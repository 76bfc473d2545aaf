// src/extract/mod.rs

//! Typed extraction of raw HTML/feed payloads.
//!
//! Each page type has a fixed schema of required and optional fields.
//! A missing required field is an [`AppError::Extract`] (structure
//! drift), never a panic; callers treat it as "no data this cycle".
//! Missing optional fields take defaults.

mod incidents;
mod organization;
mod profile;
mod roster;
mod status;

pub use incidents::{extract_incidents, extract_latest_incident};
pub use organization::{extract_member_count, extract_org_profile};
pub use profile::extract_user_profile;
pub use roster::{RosterPage, extract_roster_page};
pub use status::extract_status;

use regex::Regex;
use scraper::{ElementRef, Selector};

use crate::error::{AppError, Result};

/// Parse a CSS selector, surfacing the selector text on failure.
fn parse_selector(s: &str) -> Result<Selector> {
    Selector::parse(s).map_err(|e| AppError::selector(s, format!("{e:?}")))
}

/// Text content of the first match, whitespace-trimmed.
fn select_text(root: &ElementRef, selector: &Selector) -> Option<String> {
    root.select(selector).next().map(|el| {
        let text: String = el.text().collect();
        text.trim().to_string()
    })
}

/// Attribute of the first match.
fn select_attr(root: &ElementRef, selector: &Selector, attr: &str) -> Option<String> {
    root.select(selector)
        .next()
        .and_then(|el| el.value().attr(attr))
        .map(|v| v.trim().to_string())
}

/// Parse a star rating from a CSS width style (`width: 60%` -> 3).
///
/// The page renders 0-5 stars as a fill percentage in 20% steps.
/// Anything malformed rates 0.
fn parse_stars(style: &str) -> u8 {
    let re = match Regex::new(r":\s*([0-9]+)\s*%") {
        Ok(re) => re,
        Err(_) => return 0,
    };
    re.captures(style)
        .and_then(|caps| caps.get(1))
        .and_then(|m| m.as_str().parse::<u32>().ok())
        .map(|percent| (percent / 20).min(5) as u8)
        .unwrap_or(0)
}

Task to complete: Which lines run from the one containing "in 20% steps." through the end of the material? Output them exactly.

Answer to this task:
/// The page renders 0-5 stars as a fill percentage in 20% steps.
/// Anything malformed rates 0.
fn parse_stars(style: &str) -> u8 {
    let re = match Regex::new(r":\s*([0-9]+)\s*%") {
        Ok(re) => re,
        Err(_) => return 0,
    };
    re.captures(style)
        .and_then(|caps| caps.get(1))
        .and_then(|m| m.as_str().parse::<u32>().ok())
        .map(|percent| (percent / 20).min(5) as u8)
        .unwrap_or(0)
}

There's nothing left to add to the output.